Ou est-il encore possible d’avoir l’un (l’idée neuve, non seulement en Europe mais sur les continents les plus déshérités, qu’une vie est une vie et que rien ne vaut une vie) sans forcément céder à l’autre (une humanité apeurée qui, au train où va la viralité de l’opinion, acceptera un jour comme des évidences la fermeture des frontières, la méfiance vis-à-vis de l’autre ou le « tracking » numérique) ? 

Il faudrait, pour cela, que nous apprenions à respecter aussi une distance de sécurité avec les réseaux asociaux et leur fièvre de fake news. 

Il faudrait que les showcrates des chaînes d’information en continu repensent la mise en scène, inutilement anxiogène, d’un décompte des morts, planétaire et quotidien, que l’on ne nous a jamais infligé, par exemple, pour les victimes du cancer. 
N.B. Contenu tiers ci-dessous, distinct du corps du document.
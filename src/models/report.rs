//! Report-only projections: computed per request, never persisted.
//!
//! This module defines:
//! - Row types scanned from the report queries
//! - `BalanceSheet`, `IncomeStatement`, `Analytics` response bodies
//! - The pure assembly logic that groups rows into report buckets

use chrono::NaiveDate;
use serde::{Deserialize, Serialize};

use crate::models::account::AccountType;

/// One account's signed balance, as reported on the balance sheet.
#[derive(Debug, Clone, Serialize)]
pub struct AccountBalance {
    pub account_code: String,
    pub account_name: String,
    pub balance_cents: i64,
}

/// One account's period amount, as reported on the income statement.
#[derive(Debug, Clone, Serialize)]
pub struct AccountAmount {
    pub account_code: String,
    pub account_name: String,
    pub amount_cents: i64,
}

/// Row scanned from the balance-sheet query: one active account of
/// type asset/liability/equity with its signed balance (zero when the
/// account has no postings).
#[derive(Debug, Clone, sqlx::FromRow)]
pub struct BalanceRow {
    pub account_type: AccountType,
    pub account_code: String,
    pub account_name: String,
    pub balance_cents: i64,
}

/// Row scanned from the income-statement query.
#[derive(Debug, Clone, sqlx::FromRow)]
pub struct AmountRow {
    pub account_type: AccountType,
    pub account_code: String,
    pub account_name: String,
    pub amount_cents: i64,
}

/// Query parameters for `GET /reports/balance-sheet`.
#[derive(Debug, Deserialize)]
pub struct BalanceSheetQuery {
    /// As-of date; defaults to the current date
    pub as_of_date: Option<NaiveDate>,
}

/// Query parameters for `GET /reports/income-statement`.
#[derive(Debug, Deserialize)]
pub struct IncomeStatementQuery {
    pub start_date: Option<NaiveDate>,
    pub end_date: Option<NaiveDate>,
}

/// Point-in-time snapshot of asset/liability/equity balances.
#[derive(Debug, Serialize)]
pub struct BalanceSheet {
    pub as_of_date: NaiveDate,
    pub assets: Vec<AccountBalance>,
    pub liabilities: Vec<AccountBalance>,
    pub equity: Vec<AccountBalance>,
    pub total_assets_cents: i64,
    pub total_liabilities_cents: i64,
    pub total_equity_cents: i64,
}

impl BalanceSheet {
    /// Group query rows into the three buckets with running totals.
    ///
    /// Each bucket total is, by construction, the sum of that bucket's
    /// line balances. Rows of other account types are never produced
    /// by the query and are ignored here.
    pub fn from_rows(as_of_date: NaiveDate, rows: Vec<BalanceRow>) -> Self {
        let mut sheet = Self {
            as_of_date,
            assets: Vec::new(),
            liabilities: Vec::new(),
            equity: Vec::new(),
            total_assets_cents: 0,
            total_liabilities_cents: 0,
            total_equity_cents: 0,
        };

        for row in rows {
            let balance = AccountBalance {
                account_code: row.account_code,
                account_name: row.account_name,
                balance_cents: row.balance_cents,
            };
            match row.account_type {
                AccountType::Asset => {
                    sheet.total_assets_cents += balance.balance_cents;
                    sheet.assets.push(balance);
                }
                AccountType::Liability => {
                    sheet.total_liabilities_cents += balance.balance_cents;
                    sheet.liabilities.push(balance);
                }
                AccountType::Equity => {
                    sheet.total_equity_cents += balance.balance_cents;
                    sheet.equity.push(balance);
                }
                AccountType::Revenue | AccountType::Expense => {}
            }
        }

        sheet
    }
}

/// Period revenue/expense summary yielding net income.
#[derive(Debug, Serialize)]
pub struct IncomeStatement {
    pub start_date: NaiveDate,
    pub end_date: NaiveDate,
    pub revenues: Vec<AccountAmount>,
    pub expenses: Vec<AccountAmount>,
    pub total_revenue_cents: i64,
    pub total_expenses_cents: i64,
    pub net_income_cents: i64,
}

impl IncomeStatement {
    /// Group query rows into revenue and expense lists with totals and
    /// net income (total revenue - total expenses).
    pub fn from_rows(start_date: NaiveDate, end_date: NaiveDate, rows: Vec<AmountRow>) -> Self {
        let mut statement = Self {
            start_date,
            end_date,
            revenues: Vec::new(),
            expenses: Vec::new(),
            total_revenue_cents: 0,
            total_expenses_cents: 0,
            net_income_cents: 0,
        };

        for row in rows {
            let amount = AccountAmount {
                account_code: row.account_code,
                account_name: row.account_name,
                amount_cents: row.amount_cents,
            };
            match row.account_type {
                AccountType::Revenue => {
                    statement.total_revenue_cents += amount.amount_cents;
                    statement.revenues.push(amount);
                }
                AccountType::Expense => {
                    statement.total_expenses_cents += amount.amount_cents;
                    statement.expenses.push(amount);
                }
                _ => {}
            }
        }

        statement.net_income_cents = statement.total_revenue_cents - statement.total_expenses_cents;
        statement
    }
}

/// Aggregated dashboard analytics.
///
/// Balance totals are point-in-time (no date/status filter); revenue
/// and expense totals count posted transactions only. The two filter
/// regimes are intentionally different.
#[derive(Debug, Serialize)]
pub struct Analytics {
    pub total_assets_cents: i64,
    pub total_liabilities_cents: i64,
    pub total_equity_cents: i64,
    pub total_revenue_cents: i64,
    pub total_expenses_cents: i64,
    pub net_income_cents: i64,
    pub gross_profit_cents: i64,
    pub operating_profit_cents: i64,
    pub current_ratio: f64,
    pub quick_ratio: f64,
    pub debt_to_equity_ratio: f64,
    pub return_on_equity: f64,
}

impl Analytics {
    /// Derive the profit figures and financial ratios from the five
    /// aggregate totals.
    ///
    /// A zero denominator yields a zero ratio, never a division error.
    pub fn from_totals(
        total_assets_cents: i64,
        total_liabilities_cents: i64,
        total_equity_cents: i64,
        total_revenue_cents: i64,
        total_expenses_cents: i64,
    ) -> Self {
        let net_income_cents = total_revenue_cents - total_expenses_cents;

        Self {
            total_assets_cents,
            total_liabilities_cents,
            total_equity_cents,
            total_revenue_cents,
            total_expenses_cents,
            net_income_cents,
            gross_profit_cents: total_revenue_cents,
            operating_profit_cents: net_income_cents,
            current_ratio: ratio(total_assets_cents, total_liabilities_cents),
            quick_ratio: ratio(total_assets_cents, total_liabilities_cents),
            debt_to_equity_ratio: ratio(total_liabilities_cents, total_equity_cents),
            return_on_equity: ratio(net_income_cents, total_equity_cents),
        }
    }
}

/// Cents cancel out, so ratios are computed directly on cent totals.
fn ratio(numerator_cents: i64, denominator_cents: i64) -> f64 {
    if denominator_cents == 0 {
        0.0
    } else {
        numerator_cents as f64 / denominator_cents as f64
    }
}

#[cfg(test)]
mod tests {
    use super::*;

    fn balance_row(account_type: AccountType, code: &str, balance_cents: i64) -> BalanceRow {
        BalanceRow {
            account_type,
            account_code: code.to_string(),
            account_name: format!("Account {code}"),
            balance_cents,
        }
    }

    #[test]
    fn balance_sheet_totals_equal_bucket_sums() {
        let as_of = NaiveDate::from_ymd_opt(2025, 6, 30).unwrap();
        let rows = vec![
            balance_row(AccountType::Asset, "1000", 150_000),
            balance_row(AccountType::Asset, "1100", 50_000),
            balance_row(AccountType::Liability, "2000", 80_000),
            balance_row(AccountType::Equity, "3000", 120_000),
        ];

        let sheet = BalanceSheet::from_rows(as_of, rows);

        assert_eq!(sheet.assets.len(), 2);
        assert_eq!(
            sheet.total_assets_cents,
            sheet.assets.iter().map(|a| a.balance_cents).sum::<i64>()
        );
        assert_eq!(sheet.total_liabilities_cents, 80_000);
        assert_eq!(sheet.total_equity_cents, 120_000);
    }

    #[test]
    fn balance_sheet_keeps_zero_balance_accounts() {
        let as_of = NaiveDate::from_ymd_opt(2025, 6, 30).unwrap();
        let sheet = BalanceSheet::from_rows(as_of, vec![balance_row(AccountType::Asset, "1200", 0)]);
        assert_eq!(sheet.assets.len(), 1);
        assert_eq!(sheet.total_assets_cents, 0);
    }

    #[test]
    fn income_statement_nets_revenue_against_expenses() {
        let start = NaiveDate::from_ymd_opt(2025, 1, 1).unwrap();
        let end = NaiveDate::from_ymd_opt(2025, 3, 31).unwrap();
        let rows = vec![
            AmountRow {
                account_type: AccountType::Revenue,
                account_code: "4000".into(),
                account_name: "Sales".into(),
                amount_cents: 500_000,
            },
            AmountRow {
                account_type: AccountType::Expense,
                account_code: "5000".into(),
                account_name: "Rent".into(),
                amount_cents: 120_000,
            },
            AmountRow {
                account_type: AccountType::Expense,
                account_code: "5100".into(),
                account_name: "Payroll".into(),
                amount_cents: 200_000,
            },
        ];

        let statement = IncomeStatement::from_rows(start, end, rows);

        assert_eq!(statement.total_revenue_cents, 500_000);
        assert_eq!(statement.total_expenses_cents, 320_000);
        assert_eq!(statement.net_income_cents, 180_000);
    }

    #[test]
    fn analytics_derives_profits_and_ratios() {
        let analytics = Analytics::from_totals(400_000, 100_000, 200_000, 500_000, 300_000);

        assert_eq!(analytics.net_income_cents, 200_000);
        assert_eq!(analytics.gross_profit_cents, 500_000);
        assert_eq!(analytics.operating_profit_cents, 200_000);
        assert_eq!(analytics.current_ratio, 4.0);
        assert_eq!(analytics.quick_ratio, 4.0);
        assert_eq!(analytics.debt_to_equity_ratio, 0.5);
        assert_eq!(analytics.return_on_equity, 1.0);
    }

    #[test]
    fn zero_denominators_yield_zero_ratios() {
        // No liabilities and no equity: every ratio must be 0, not an error.
        let analytics = Analytics::from_totals(400_000, 0, 0, 100_000, 50_000);

        assert_eq!(analytics.current_ratio, 0.0);
        assert_eq!(analytics.quick_ratio, 0.0);
        assert_eq!(analytics.debt_to_equity_ratio, 0.0);
        assert_eq!(analytics.return_on_equity, 0.0);
    }
}
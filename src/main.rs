use anyhow::Result;
use clap::Parser;
use std::path::PathBuf;
use std::sync::Arc;

mod build;
mod builtin;
mod config;
mod dispatch;
mod error;
mod platform;
mod utils;

use config::DispatcherConfig;
use dispatch::{CommandDispatcher, OutputTarget, SystemRunner};
use utils::style::{Role, color};

/// Vegam - run tools/<command> scripts in order, stopping at the first failure.
///
/// Usage:
///   vegam gen buildsln run
///   vegam --list
///   vegam --json buildsln
///
/// Commands:
///   buildsln   Builtin: MSBuild on Windows (incl. the Linux compatibility layer), make elsewhere
///   version    Builtin: print engine name and version
///   <name>     Any tools/<name>.<ext> script (overrides a builtin of the same name)
///
/// Global flags / env:
///   -v / -vv          Increase verbosity
///   -q / --quiet      Errors only
///   --config PATH     YAML config (or VEGAM_CONFIG env; else ./vegam.yaml if present)
///   --tools-dir DIR   Tools directory override
///   MS_BUILD_PATH     Raw MSBuild path used by `buildsln` on Windows
///
/// Exit code: 0 when every command succeeds, otherwise the first non-zero
/// exit code, or -1 for an unknown command or a command that could not run.
#[derive(Parser, Debug)]
#[command(
    name = "vegam",
    version,
    about = "Vegam - tools-directory command dispatcher",
    disable_help_subcommand = true
)]
pub struct Cli {
    /// Increase verbosity (-v, -vv)
    #[arg(short, long, action = clap::ArgAction::Count)]
    verbose: u8,

    /// Silence all non-error output
    #[arg(short, long)]
    quiet: bool,

    /// YAML configuration file
    #[arg(long, value_name = "PATH")]
    config: Option<PathBuf>,

    /// Tools directory (relative to the working directory unless absolute)
    #[arg(long = "tools-dir", value_name = "DIR")]
    tools_dir: Option<PathBuf>,

    /// Build configuration passed to MSBuild / make
    #[arg(long = "configuration", value_name = "NAME")]
    configuration: Option<String>,

    /// Print a JSON run report instead of human-readable banners
    #[arg(long)]
    json: bool,

    /// List available commands and exit
    #[arg(long)]
    list: bool,

    /// Commands to run, in order
    #[arg(value_name = "COMMAND")]
    commands: Vec<String>,
}

fn main() -> Result<()> {
    let cli = Cli::parse();

    let level = utils::derive_level(cli.verbose, cli.quiet);
    utils::init_logging(level);

    let mut config = DispatcherConfig::load(cli.config.as_deref())?;
    config.apply_overrides(cli.tools_dir, cli.configuration);

    let output = OutputTarget::for_json(cli.json);
    let runner = Arc::new(SystemRunner::new()?.with_output(output));
    let registry =
        builtin::startup_registry(&config, runner, platform::detect_platform(), output)?;

    if cli.list {
        print_list(&registry, cli.json);
        return Ok(());
    }

    if cli.commands.is_empty() {
        crate::log_info!("no commands given (try --list)");
        return Ok(());
    }

    let dispatcher = CommandDispatcher::new(registry).announce(!cli.json && !cli.quiet);
    let report = dispatcher.run(cli.commands.as_slice());
    crate::log_debug!("attempted {:?} -> exit {}", report.attempted(), report.exit_code);

    if cli.json {
        println!("{}", serde_json::to_string_pretty(&report)?);
    }
    std::process::exit(report.exit_code);
}

fn print_list(registry: &dispatch::Registry, json: bool) {
    if json {
        let items: Vec<_> = registry
            .iter()
            .map(|(name, h)| serde_json::json!({ "name": name, "description": h.describe() }))
            .collect();
        println!(
            "{}",
            serde_json::json!({ "count": items.len(), "commands": items })
        );
        return;
    }
    if registry.is_empty() {
        println!("No commands available.");
        return;
    }
    println!("Commands ({})", registry.len());
    for (name, handler) in registry.iter() {
        println!(
            "  {} {}",
            color(Role::Primary, format!("{name:<12}")),
            color(Role::Dim, handler.describe())
        );
    }
}
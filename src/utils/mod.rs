//! Utilities: logging (dynamic level) and terminal styling (respects NO_COLOR).
//!
//! Key items:
//!   init_logging / derive_level
//!   log_error! / log_info! / log_debug! / log_trace!
//!   style::* (color, rule)

use std::sync::OnceLock;
use std::sync::atomic::{AtomicU8, Ordering};
use std::time::{SystemTime, UNIX_EPOCH};

/// Logging helpers.
///
/// Log lines go to stderr; stdout is reserved for command output and the
/// `--json` run report.
pub mod logging {
    use super::*;

    #[derive(Copy, Clone, Debug, Eq, PartialEq, Ord, PartialOrd)]
    pub enum LogLevel {
        Error = 0,
        Info = 1,
        Debug = 2,
        Trace = 3,
    }

    impl LogLevel {
        pub fn as_str(&self) -> &'static str {
            match self {
                LogLevel::Error => "ERROR",
                LogLevel::Info => "INFO",
                LogLevel::Debug => "DEBUG",
                LogLevel::Trace => "TRACE",
            }
        }
    }

    static GLOBAL_LEVEL: OnceLock<AtomicU8> = OnceLock::new();

    fn inner_cell() -> &'static AtomicU8 {
        GLOBAL_LEVEL.get_or_init(|| AtomicU8::new(LogLevel::Info as u8))
    }

    /// Set the process-wide level. Called once from `main`.
    pub fn init_logging(level: LogLevel) {
        inner_cell().store(level as u8, Ordering::Relaxed);
    }

    fn current_log_level() -> LogLevel {
        match inner_cell().load(Ordering::Relaxed) {
            0 => LogLevel::Error,
            1 => LogLevel::Info,
            2 => LogLevel::Debug,
            _ => LogLevel::Trace,
        }
    }

    pub fn derive_level(verbose: u8, quiet: bool) -> LogLevel {
        if quiet {
            return LogLevel::Error;
        }
        match verbose {
            0 => LogLevel::Info,
            1 => LogLevel::Debug,
            _ => LogLevel::Trace,
        }
    }

    fn timestamp() -> u128 {
        SystemTime::now()
            .duration_since(UNIX_EPOCH)
            .map(|d| d.as_millis())
            .unwrap_or(0)
    }

    fn enabled(level: LogLevel) -> bool {
        level <= current_log_level()
    }

    pub fn log(level: LogLevel, msg: impl AsRef<str>) {
        if enabled(level) {
            eprintln!("[{}][{}] {}", level.as_str(), timestamp(), msg.as_ref());
        }
    }

    pub fn error(msg: impl AsRef<str>) {
        log(LogLevel::Error, msg);
    }
    pub fn info(msg: impl AsRef<str>) {
        log(LogLevel::Info, msg);
    }
    pub fn debug(msg: impl AsRef<str>) {
        log(LogLevel::Debug, msg);
    }
    pub fn trace(msg: impl AsRef<str>) {
        log(LogLevel::Trace, msg);
    }

    #[macro_export]
    macro_rules! log_error {
        ($($t:tt)*) => { $crate::utils::logging::error(format!($($t)*)) };
    }
    #[macro_export]
    macro_rules! log_info {
        ($($t:tt)*) => { $crate::utils::logging::info(format!($($t)*)) };
    }
    #[macro_export]
    macro_rules! log_debug {
        ($($t:tt)*) => { $crate::utils::logging::debug(format!($($t)*)) };
    }
    #[macro_export]
    macro_rules! log_trace {
        ($($t:tt)*) => { $crate::utils::logging::trace(format!($($t)*)) };
    }
}

pub use logging::{derive_level, init_logging};

/// Human output styling. JSON paths must not use these helpers.
pub mod style {
    #[derive(Debug, Clone, Copy)]
    pub enum Role {
        Primary,
        Error,
        Dim,
    }

    fn use_color() -> bool {
        std::env::var_os("NO_COLOR").is_none()
    }

    pub fn color(role: Role, text: impl AsRef<str>) -> String {
        if !use_color() {
            return text.as_ref().to_string();
        }
        let code = match role {
            Role::Primary => "38;5;45",
            Role::Error => "38;5;196",
            Role::Dim => "2",
        };
        format!("\x1b[{code}m{}\x1b[0m", text.as_ref())
    }

    /// Separator printed between dispatched commands.
    pub fn rule() -> String {
        color(Role::Dim, "_".repeat(22))
    }
}

#[cfg(test)]
mod tests {
    use super::logging::{LogLevel, derive_level};

    #[test]
    fn quiet_wins_over_verbose() {
        assert_eq!(derive_level(3, true), LogLevel::Error);
    }

    #[test]
    fn verbosity_steps() {
        assert_eq!(derive_level(0, false), LogLevel::Info);
        assert_eq!(derive_level(1, false), LogLevel::Debug);
        assert_eq!(derive_level(2, false), LogLevel::Trace);
        assert_eq!(derive_level(9, false), LogLevel::Trace);
    }

    #[test]
    fn level_ordering_matches_severity() {
        assert!(LogLevel::Error < LogLevel::Info);
        assert!(LogLevel::Debug < LogLevel::Trace);
        assert_eq!(LogLevel::Debug.as_str(), "DEBUG");
    }
}
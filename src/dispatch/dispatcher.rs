/*!
dispatcher.rs - fail-fast sequential command execution.

Each name is looked up in the registry and run to completion before the
next one is considered. The first unknown name (-1), handler error (-1) or
non-zero exit code stops the sequence and becomes the overall result.

JSON report shape (`--json`):
{
  "status": "ok" | "error",
  "exit_code": 0,
  "steps": [
    { "name": "build", "status": "ok", "exit_code": 0, "elapsed_ms": 12 }
  ]
}
*/

use std::time::Instant;

use serde::Serialize;

use super::registry::Registry;
use crate::error::DispatchError;
use crate::utils::style::{Role, color, rule};

/// Overall result when a command name cannot be resolved or its handler errors.
pub const FAILURE_EXIT: i32 = -1;

#[derive(Debug, Clone, Copy, PartialEq, Eq, Serialize)]
#[serde(rename_all = "snake_case")]
pub enum StepStatus {
    Ok,
    Failed,
    NotFound,
    Error,
}

#[derive(Debug, Clone, Serialize)]
pub struct StepReport {
    pub name: String,
    pub status: StepStatus,
    pub exit_code: i32,
    pub elapsed_ms: u64,
    #[serde(skip_serializing_if = "Option::is_none")]
    pub error: Option<String>,
}

#[derive(Debug, Clone, Serialize)]
pub struct RunReport {
    pub status: &'static str,
    pub exit_code: i32,
    pub steps: Vec<StepReport>,
}

impl RunReport {
    fn finish(steps: Vec<StepReport>) -> Self {
        let exit_code = steps
            .last()
            .filter(|s| s.status != StepStatus::Ok)
            .map(|s| s.exit_code)
            .unwrap_or(0);
        Self {
            status: if exit_code == 0 { "ok" } else { "error" },
            exit_code,
            steps,
        }
    }

    /// Names of the steps that were attempted, in order.
    pub fn attempted(&self) -> Vec<&str> {
        self.steps.iter().map(|s| s.name.as_str()).collect()
    }
}

pub struct CommandDispatcher {
    registry: Registry,
    announce: bool,
}

impl CommandDispatcher {
    pub fn new(registry: Registry) -> Self {
        Self {
            registry,
            announce: true,
        }
    }

    /// Toggle the human-readable per-command banner on stdout.
    pub fn announce(mut self, on: bool) -> Self {
        self.announce = on;
        self
    }

    pub fn run<S: AsRef<str>>(&self, commands: &[S]) -> RunReport {
        let mut steps = Vec::with_capacity(commands.len());
        for name in commands {
            let step = self.run_one(name.as_ref());
            let stop = step.status != StepStatus::Ok;
            steps.push(step);
            if stop {
                break;
            }
        }
        RunReport::finish(steps)
    }

    fn run_one(&self, name: &str) -> StepReport {
        if self.announce {
            println!("\n{}", rule());
        }
        let started = Instant::now();

        let Some(handler) = self.registry.get(name) else {
            self.print_invalid(name);
            return StepReport {
                name: name.to_string(),
                status: StepStatus::NotFound,
                exit_code: FAILURE_EXIT,
                elapsed_ms: 0,
                error: Some(DispatchError::CommandNotFound { name: name.to_string() }.to_string()),
            };
        };

        if self.announce {
            println!("Executing: {}", color(Role::Primary, name));
        }
        crate::log_debug!("dispatch: {} ({})", name, handler.describe());

        let outcome = handler.run();
        let elapsed_ms = started.elapsed().as_millis() as u64;
        crate::log_trace!("dispatch: {} finished in {} ms", name, elapsed_ms);

        match outcome {
            Ok(0) => StepReport {
                name: name.to_string(),
                status: StepStatus::Ok,
                exit_code: 0,
                elapsed_ms,
                error: None,
            },
            Ok(code) => {
                crate::log_error!("command '{}' exited with code {}", name, code);
                StepReport {
                    name: name.to_string(),
                    status: StepStatus::Failed,
                    exit_code: code,
                    elapsed_ms,
                    error: None,
                }
            }
            Err(err) => {
                let not_found = matches!(
                    err.downcast_ref::<DispatchError>(),
                    Some(DispatchError::CommandNotFound { .. })
                );
                if not_found {
                    self.print_invalid(name);
                } else {
                    crate::log_error!("command '{}' failed: {:#}", name, err);
                }
                StepReport {
                    name: name.to_string(),
                    status: if not_found {
                        StepStatus::NotFound
                    } else {
                        StepStatus::Error
                    },
                    exit_code: FAILURE_EXIT,
                    elapsed_ms,
                    error: Some(format!("{err:#}")),
                }
            }
        }
    }

    fn print_invalid(&self, name: &str) {
        if self.announce {
            println!("{} {}", color(Role::Error, "Invalid command:"), name);
        } else {
            crate::log_error!("invalid command: {}", name);
        }
    }
}

#[cfg(test)]
mod tests {
    use super::*;
    use crate::dispatch::registry::CommandHandler;
    use crate::dispatch::runner::testing::RecordingRunner;
    use crate::dispatch::script::ScriptCommand;
    use std::path::Path;
    use std::sync::Arc;

    /// Registry of script commands backed by real (empty) files and a
    /// recording runner that replays the configured exit codes.
    fn fixture(
        dir: &Path,
        scripts: &[&str],
        runner: Arc<RecordingRunner>,
    ) -> CommandDispatcher {
        let mut reg = Registry::new();
        for name in scripts {
            let path = dir.join(format!("{name}.py"));
            std::fs::write(&path, "").unwrap();
            let cmd = ScriptCommand::new(
                *name,
                path,
                vec!["python3".to_string()],
                dir,
                runner.clone(),
            );
            reg.register(*name, Arc::new(cmd));
        }
        CommandDispatcher::new(reg).announce(false)
    }

    fn spawned(runner: &RecordingRunner) -> Vec<String> {
        runner
            .calls()
            .iter()
            .filter_map(|c| c.args.last())
            .filter_map(|a| Path::new(a).file_stem().map(|s| s.to_string_lossy().into_owned()))
            .collect()
    }

    #[test]
    fn all_succeeding_returns_zero() {
        let dir = tempfile::tempdir().unwrap();
        let runner = Arc::new(RecordingRunner::new());
        let d = fixture(dir.path(), &["gen", "build", "run"], runner.clone());

        let report = d.run(&["gen", "build", "run"]);
        assert_eq!(report.exit_code, 0);
        assert_eq!(report.status, "ok");
        assert_eq!(spawned(&runner), vec!["gen", "build", "run"]);
    }

    #[test]
    fn stops_at_first_failure_and_propagates_code() {
        let dir = tempfile::tempdir().unwrap();
        let runner = Arc::new(RecordingRunner::new().with_code("run", 2));
        let d = fixture(dir.path(), &["build", "run", "gen"], runner.clone());

        let report = d.run(&["build", "run", "gen"]);
        assert_eq!(report.exit_code, 2);
        assert_eq!(report.attempted(), vec!["build", "run"]);
        assert_eq!(spawned(&runner), vec!["build", "run"]);
        assert_eq!(report.steps[1].status, StepStatus::Failed);
    }

    #[test]
    fn unknown_command_returns_minus_one_without_spawning() {
        let dir = tempfile::tempdir().unwrap();
        let runner = Arc::new(RecordingRunner::new());
        let d = fixture(dir.path(), &["build"], runner.clone());

        let report = d.run(&["deploy"]);
        assert_eq!(report.exit_code, FAILURE_EXIT);
        assert_eq!(report.steps[0].status, StepStatus::NotFound);
        assert!(runner.calls().is_empty());
    }

    #[test]
    fn unknown_command_mid_sequence_halts() {
        let dir = tempfile::tempdir().unwrap();
        let runner = Arc::new(RecordingRunner::new());
        let d = fixture(dir.path(), &["build", "run"], runner.clone());

        let report = d.run(&["build", "deploy", "run"]);
        assert_eq!(report.exit_code, FAILURE_EXIT);
        assert_eq!(report.attempted(), vec!["build", "deploy"]);
        assert_eq!(spawned(&runner), vec!["build"]);
    }

    #[test]
    fn empty_sequence_succeeds() {
        let d = CommandDispatcher::new(Registry::new()).announce(false);
        let report = d.run::<&str>(&[]);
        assert_eq!(report.exit_code, 0);
        assert!(report.steps.is_empty());
    }

    struct Broken;

    impl CommandHandler for Broken {
        fn run(&self) -> anyhow::Result<i32> {
            Err(DispatchError::UnknownPlatform {
                raw: "plan9".into(),
            }
            .into())
        }
        fn describe(&self) -> String {
            "broken".into()
        }
    }

    #[test]
    fn handler_error_is_terminal_failure() {
        let mut reg = Registry::new();
        reg.register("buildsln", Arc::new(Broken));
        let d = CommandDispatcher::new(reg).announce(false);

        let report = d.run(&["buildsln", "buildsln"]);
        assert_eq!(report.exit_code, FAILURE_EXIT);
        assert_eq!(report.steps.len(), 1);
        assert_eq!(report.steps[0].status, StepStatus::Error);
        assert!(report.steps[0].error.as_deref().unwrap().contains("plan9"));
    }

    #[test]
    fn report_serializes_snake_case_status() {
        let d = CommandDispatcher::new(Registry::new()).announce(false);
        let json = serde_json::to_value(d.run(&["nope"])).unwrap();
        assert_eq!(json["status"], "error");
        assert_eq!(json["exit_code"], -1);
        assert_eq!(json["steps"][0]["status"], "not_found");
    }

    #[cfg(unix)]
    #[test]
    fn end_to_end_with_real_scripts() {
        use crate::config::DispatcherConfig;
        use crate::dispatch::runner::SystemRunner;

        let dir = tempfile::tempdir().unwrap();
        let tools = dir.path().join("tools");
        std::fs::create_dir(&tools).unwrap();
        std::fs::write(tools.join("build.sh"), "exit 0\n").unwrap();
        std::fs::write(tools.join("run.sh"), "exit 2\n").unwrap();
        std::fs::write(tools.join("gen.sh"), "touch gen-ran\n").unwrap();

        let config = DispatcherConfig {
            working_dir: dir.path().to_path_buf(),
            script_extension: "sh".into(),
            interpreter: "sh".into(),
            ..DispatcherConfig::default()
        };
        let mut reg = Registry::new();
        reg.discover_scripts(&config, Arc::new(SystemRunner::new().unwrap()))
            .unwrap();
        let d = CommandDispatcher::new(reg).announce(false);

        let report = d.run(&["build", "run", "gen"]);
        assert_eq!(report.exit_code, 2);
        assert_eq!(report.attempted(), vec!["build", "run"]);
        assert!(!dir.path().join("gen-ran").exists());

        let report = d.run(&["gen"]);
        assert_eq!(report.exit_code, 0);
        assert!(dir.path().join("gen-ran").exists());
    }
}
Il faudrait que nous nous demandions, tous ensemble, si la juste lutte contre l’épidémie nécessite vraiment le black-out, dans nos têtes, sur le retour de Daech au Proche-Orient, le progrès des empires russe et chinois ou la fatale déconstruction de l’Union européenne. 

Il serait capital que, sans remettre en question l’union sacrée due à nos infirmières, infirmiers et autres personnels hospitaliers, nous mettions au programme de nos débats futurs la question de savoir quels privilèges, mais aussi quels droits et libertés, nous sommes prêts à sacrifier sur l’autel de notre rêve d’un État sanitaire nous guérissant de tout, jusqu’à la mort. 

Et puis, s’il est vrai que gouverner c’est, non seulement prévoir, mais choisir, il ne serait pas inutile enfin que nos décideurs aient le courage de dire ce que la mise à l’arrêt de la production coûterait, si elle se généralisait, en termes de destruction de richesse, donc de chômage de masse, donc de misère et de souffrance sociale et, donc, de vies humaines. 

Ces questions sont difficiles. 

À bien des égards, elles sont terribles. 

Mais, sauf à céder à l’ivresse d’une guerre au virus dont on ne mesurerait pas les dégâts collatéraux, ce sont elles que doit poser une démocratie responsable et digne de ce nom.